From: Peter Xu <peterx@redhat.com>
To: Matthew Wilcox <willy@infradead.org>
Cc: James Houghton <jthoughton@google.com>,
Khalid Aziz <khalid.aziz@oracle.com>,
Vishal Moola <vishal.moola@gmail.com>,
Jane Chu <jane.chu@oracle.com>,
Muchun Song <muchun.song@linux.dev>,
linux-mm@kvack.org, Michal Hocko <mhocko@kernel.org>,
Yu Zhao <yuzhao@google.com>
Subject: Re: Unifying page table walkers
Date: Thu, 6 Jun 2024 17:33:31 -0400 [thread overview]
Message-ID: <ZmIrK4CB1JjaHIyP@x1n> (raw)
In-Reply-To: <ZmIWZWOeN2fLaJ3T@casper.infradead.org>
On Thu, Jun 06, 2024 at 09:04:53PM +0100, Matthew Wilcox wrote:
> On Thu, Jun 06, 2024 at 12:30:44PM -0700, James Houghton wrote:
> > Today the VM_HUGETLB flag tells the fault handler to call into
> > hugetlb_fault() (there are many other special cases, but this one is
> > probably the most important). How should faults on VMAs without
> > VM_HUGETLB that map HugeTLB folios be handled?
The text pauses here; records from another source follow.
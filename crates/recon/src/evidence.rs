use crate::model::{ClassifiedRecord, DeleteFlag, DeletionCandidate, MatchStatus, ReconSummary};

/// Compute summary statistics from classified records and their candidates.
pub fn compute_summary(records: &[ClassifiedRecord], candidates: &[DeletionCandidate]) -> ReconSummary {
    let mut summary = ReconSummary {
        total: records.len(),
        ..ReconSummary::default()
    };

    for r in records {
        match r.status {
            MatchStatus::Ok => summary.ok += 1,
            MatchStatus::Conflict => summary.conflict += 1,
            MatchStatus::Unknown => summary.unknown += 1,
        }
    }

    summary.unmatched = summary.conflict + summary.unknown;
    summary.stale = candidates
        .iter()
        .filter(|c| c.delete == DeleteFlag::Definite)
        .count();
    summary
}
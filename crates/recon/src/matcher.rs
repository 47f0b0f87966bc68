use std::collections::HashMap;

use crate::config::{MatchingConfig, NameField};
use crate::model::{ForumRecord, MatchReason, MatchStrategy, RecordId, RosterRecord};
use crate::normalize::{normalize, normalize_email};

/// Roster lookup indexes, built once and shared read-only across forum records.
#[derive(Debug, Clone)]
pub struct Matcher {
    by_email: HashMap<String, RecordId>,
    by_full_name: HashMap<String, RecordId>,
    guest_id: i64,
    name_field: NameField,
}

impl Matcher {
    /// Index the roster with the default matching settings.
    pub fn new(roster: &[RosterRecord]) -> Self {
        Self::with_config(roster, &MatchingConfig::default())
    }

    pub fn with_config(roster: &[RosterRecord], config: &MatchingConfig) -> Self {
        let mut by_email = HashMap::with_capacity(roster.len());
        let mut by_full_name = HashMap::with_capacity(roster.len() * 2);

        for member in roster {
            let email = normalize_email(&member.email);
            if email.is_empty() {
                log::debug!("roster member {} has no email, not indexed by email", member.id);
            } else {
                insert_last_wins(&mut by_email, "email", email, &member.id);
            }

            // "first last" and "last first" both resolve to the member
            let first = normalize(&member.first_name);
            let last = normalize(&member.last_name);
            insert_last_wins(&mut by_full_name, "full name", format!("{first} {last}"), &member.id);
            insert_last_wins(&mut by_full_name, "full name", format!("{last} {first}"), &member.id);
        }

        log::debug!(
            "indexed {} roster members: {} email keys, {} name keys",
            roster.len(),
            by_email.len(),
            by_full_name.len()
        );

        Self {
            by_email,
            by_full_name,
            guest_id: config.guest_id,
            name_field: config.name_field,
        }
    }

    /// Run every strategy against one forum account's fields.
    ///
    /// Returns all reasons sorted by (strategy, matched id); empty when nothing matches.
    pub fn match_fields(&self, forum_id: &RecordId, name: &str, email: &str) -> Vec<MatchReason> {
        let mut reasons = Vec::new();

        if forum_id.as_int() == Some(self.guest_id) {
            reasons.push(MatchReason::new(MatchStrategy::GuestUser, forum_id.clone()));
        }

        if let Some(id) = self.by_email.get(&normalize_email(email)) {
            reasons.push(MatchReason::new(MatchStrategy::Email, id.clone()));
        }

        if let Some(id) = self.by_full_name.get(&normalize(name)) {
            reasons.push(MatchReason::new(MatchStrategy::FullName, id.clone()));
        }

        reasons.sort();
        reasons
    }

    /// Match a forum record, reading the name from the configured column.
    pub fn match_record(&self, record: &ForumRecord) -> Vec<MatchReason> {
        let name = match self.name_field {
            NameField::Username => &record.username,
            NameField::DisplayName => &record.display_name,
        };
        self.match_fields(&record.id, name, &record.email)
    }

    pub fn email_keys(&self) -> usize {
        self.by_email.len()
    }

    pub fn name_keys(&self) -> usize {
        self.by_full_name.len()
    }
}

fn insert_last_wins(index: &mut HashMap<String, RecordId>, kind: &str, key: String, id: &RecordId) {
    if let Some(previous) = index.insert(key, id.clone()) {
        if &previous != id {
            log::warn!("roster {kind} collision: id {previous} replaced by id {id}");
        }
    }
}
If you handle faults
> > with the main mm fault handler without getting rid of hugetlb_fault(),
> > I think you're basically implementing a second, more tmpfs-like
> > hugetlbfs... right?
> >
> > I don't really have anything against this approach, but I think the
> > decision was to reduce the number of special cases as much as we can
> > first before attempting to rewrite hugetlbfs.
> >
> > Or maybe I've got something wrong and what you're asking doesn't
> > logically end up at a hugetlbfs v2.
>
> Right, so we ignore hugetlb_fault() and call into __handle_mm_fault().
> Once there, we'll do:
>
> vmf.pud = pud_alloc(mm, p4d, address);
> if (pud_none(*vmf.pud) &&
> thp_vma_allowable_order(vma, vm_flags,
> TVA_IN_PF | TVA_ENFORCE_SYSFS, PUD_ORDER)) {
> ret = create_huge_pud(&vmf);
>
> which will call vma->vm_ops->huge_fault(vmf, PUD_ORDER);
>
> So all we need to do is implement huge_fault in hugetlb_vm_ops. I
> don't think that's the same as creating a hugetlbfs2 because it's just
> another entry point. You can mmap() the same file both ways and it's
> all cache coherent.
Matthew, could you elaborate more on how hugetlb_vm_ops.huge_fault() could
start to inject hugetlb pages without a hugetlb VMA? I meant, at least
currently what I read is this, where we define a hugetlb VMA always as:
vm_flags_set(vma, VM_HUGETLB | VM_DONTEXPAND);
vma->vm_ops = &hugetlb_vm_ops;
So any vma that uses hugetlb_vm_ops will have VM_HUGETLB set for sure..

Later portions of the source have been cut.